PTM central leader Ali Wazir said, "The movement has come to Lahore so that if something (untoward) happens in the future, nobody can say 'You never reached out to us'."
Manzoor Pashteen then took to the stage, saying it was the PTM's "heartfelt wish" to present the situation hidden from the media and the eyes of the public to the people of Lahore. He explained why the PTM had included the arrest of police official Rao Anwar, blamed for a string of extra-judicial killings, and recovery of “missing persons” or victims of enforced disappearances in its demands.
Pashteen called for a “Truth and Reconciliation Commission” on extra-judicial killings. He also demanded justice in the case of Naqeebullah, a Pashtun youngster who was allegedly killed by Rao Anwar, and thousands of other Pashtuns who were victim of extra-judicial killings.

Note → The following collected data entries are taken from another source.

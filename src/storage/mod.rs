//! Storage layer for condosync.
//!
//! This module provides SQLite-based persistence for the offline queue
//! behind a small key-value interface.

mod database;
mod kv;
mod migrations;

pub use database::Database;
#[cfg(test)]
pub use kv::MockKeyValueStore;
pub use kv::{KeyValueStore, MemoryKvStore, SqliteKvStore};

He said he and his family were described as terrorists, whereas in reality, he belonged to a family that is very peace-loving. He also spoke of army generals "whose coffers are full, who buy properties in foreign lands and retain dual nationalities, while calling those who have only this one country as anti-national".
Journalist Sabahat Zakarya, who attended the rally, commented: "One point that particularly struck me in Pashteen’s speech was how known terrorists like Ehsanullah Ehsan have been given reprieve but there’s no sign of the missing persons PTM is fighting for."
Pashteen announced the PTM would hold another public rally in Karachi on May 12 and said they would also lodge protest against the media for not properly highlighting the issues of Pashtuns. He said the media was covering the complete viewpoint of his opponents but not properly presenting issues that need to be highlighted.
A number of PTM leaders were briefly detained on Saturday while workers found the venue of the rally flooded with sewage water. Both the instances, the PTM said, were attempts to coerce the party into not holding the rally.
The Punjab government’s refusal to grant permission to the PTM for its rally, combined with the detention of its workers, was criticised by PML-N leader Maryam Nawaz and Pakistan People’s Party leader Bilawal Bhutto Zardari, who backed the movement's right to protest.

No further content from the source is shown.